This repository stores complementary materials to our paper "Offline Environment for Focused Crawler Evaluation". In this work we suggest to use precrawled dataset of web pages for repeatable comparisons of focused crawlers. For more details, please, read the paper. If you have any question regarding the environment, source codes or results, please, contact us.
In order to use the environment you need to have our index to Common Crawl 2012. Since the index takes about 300 GB, we could not place it here, for download information, please contact us by email: tgogar [ at ] gmail.com
Index is available in plain text or as HBase database.
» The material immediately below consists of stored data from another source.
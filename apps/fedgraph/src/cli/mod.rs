//! # fedgraph CLI Module
//!
//! Command-line interface over one federated store.
//!
//! ## Available Commands
//!
//! - `serve` - Start the HTTP server
//! - `graphs` - List registered graph ids
//! - `schema` - Print the merged schema
//! - `traits` - Print the traits every graph supports
//! - `add-elements` - Add elements from a JSON file
//! - `get-all` - Print every element, optionally from selected graphs
//! - `remove` - Remove a graph from the loaded federation

mod commands;

use clap::{Parser, Subcommand};
use fedgraph_core::FederationError;
use std::path::PathBuf;

pub use commands::*;

// =============================================================================
// CLI STRUCTURE
// =============================================================================

/// fedgraph - Federated Graph Store
///
/// One logical graph over a live set of independently configured backend
/// graphs.
#[derive(Parser, Debug)]
#[command(name = "fedgraph")]
#[command(version, about, long_about = None)]
pub struct Cli {
    /// Enable verbose output
    #[arg(short, long, global = true)]
    pub verbose: bool,

    /// Suppress banner output
    #[arg(short, long, global = true)]
    pub quiet: bool,

    /// Federation file (TOML); without it the federation starts empty
    #[arg(short, long, global = true)]
    pub config: Option<PathBuf>,

    /// Directory of the file-backed graph library
    #[arg(short, long, global = true)]
    pub library: Option<PathBuf>,

    /// Output in JSON format (for programmatic access)
    #[arg(long, global = true)]
    pub json: bool,

    /// Subcommand to execute
    #[command(subcommand)]
    pub command: Option<Commands>,
}

/// Available CLI commands.
#[derive(Subcommand, Debug)]
pub enum Commands {
    /// Start HTTP server
    Serve {
        /// Host to bind to
        #[arg(short = 'H', long, default_value = "127.0.0.1")]
        host: String,

        /// Port to bind to
        #[arg(short, long, default_value = "8080")]
        port: u16,
    },

    /// List registered graph ids
    Graphs,

    /// Print the merged schema
    Schema,

    /// Print the traits every graph supports
    Traits,

    /// Add elements from a JSON array file
    AddElements {
        /// Path to the elements file
        #[arg(short, long)]
        file: PathBuf,

        /// Only write to these graphs (comma-separated)
        #[arg(long)]
        graph_ids: Option<String>,
    },

    /// Print every element
    GetAll {
        /// Only read these graphs (comma-separated)
        #[arg(long)]
        graph_ids: Option<String>,
    },

    /// Remove a graph
    Remove {
        /// Graph id to remove
        graph_id: String,
    },
}

// =============================================================================
// COMMAND EXECUTION
// =============================================================================

/// Execute the CLI with parsed arguments.
pub async fn execute(cli: Cli) -> Result<(), FederationError> {
    let sources = StoreSources {
        config: cli.config,
        library: cli.library,
    };
    let json = cli.json;

    match cli.command {
        Some(Commands::Serve { host, port }) => cmd_serve(&sources, &host, port).await,
        Some(Commands::Graphs) | None => cmd_graphs(&sources, json),
        Some(Commands::Schema) => cmd_schema(&sources),
        Some(Commands::Traits) => cmd_traits(&sources, json),
        Some(Commands::AddElements { file, graph_ids }) => {
            cmd_add_elements(&sources, json, &file, graph_ids.as_deref())
        }
        Some(Commands::GetAll { graph_ids }) => cmd_get_all(&sources, json, graph_ids.as_deref()),
        Some(Commands::Remove { graph_id }) => cmd_remove(&sources, json, &graph_id),
    }
}
//! # Schema
//!
//! The element schema of a graph: entity groups, edge groups and the type
//! definitions they reference.
//!
//! JSON shape:
//!
//! ```json
//! {
//!   "entities": { "BasicEntity": { "vertex": "vertex.string",
//!                                   "properties": { "count": "prop.integer" } } },
//!   "edges":    { "BasicEdge":   { "source": "vertex.string",
//!                                   "destination": "vertex.string",
//!                                   "directed": "directed.true" } },
//!   "types":    { "vertex.string": { "class": "string" },
//!                 "prop.integer":  { "class": "integer", "aggregateFunction": "sum" } }
//! }
//! ```
//!
//! ## Merging
//!
//! [`Schema::merge`] is the federation's union: groups and types are unioned
//! by name, two definitions of the same name are combined when compatible and
//! rejected with [`FederationError::SchemaMerge`] otherwise. The merge is
//! commutative and associative for well-formed input.
//!
//! [`Schema::overlaid_with`] is the configuration override used when an
//! explicit schema is layered over a library schema: the overlay silently
//! replaces any same-named definition.

use crate::FederationError;
use serde::{Deserialize, Serialize};
use std::collections::{BTreeMap, BTreeSet};
use std::path::Path;

// =============================================================================
// DEFINITIONS
// =============================================================================

/// Property name -> type name.
pub type PropertyTypes = BTreeMap<String, String>;

/// Definition of an entity group.
#[derive(Debug, Clone, PartialEq, Eq, Serialize, Deserialize)]
pub struct SchemaEntityDefinition {
    pub vertex: String,
    #[serde(default, skip_serializing_if = "BTreeMap::is_empty")]
    pub properties: PropertyTypes,
    #[serde(default, skip_serializing_if = "Option::is_none")]
    pub description: Option<String>,
}

/// Definition of an edge group.
#[derive(Debug, Clone, PartialEq, Eq, Serialize, Deserialize)]
pub struct SchemaEdgeDefinition {
    pub source: String,
    pub destination: String,
    pub directed: String,
    #[serde(default, skip_serializing_if = "BTreeMap::is_empty")]
    pub properties: PropertyTypes,
    #[serde(default, skip_serializing_if = "Option::is_none")]
    pub description: Option<String>,
}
In this work we use Nutch crawler, for more details, please see: http://nutch.apache.org How to work with plugins is explained here: https://wiki.apache.org/nutch/PluginCentral There are actually two Nutch plugins available in this repository:
This plugin replaces original protocol-http and it allows you to crawl in Amazon S3. In order to switch to offline crawling add "protocol-s3" to "plugin.includes" in your nutch-site.xml
This plugin measures relevancy of crawled web pages, it needs topic description (topic.txt) in conf folder. The topic description can be automatically generated from sample documents using RelevancyFactory.
This simple java application takes a directory of sample web pages as an input and generates topic description. It also includes idf file which was computed by randomly crawling 370,000 web pages from .com domain.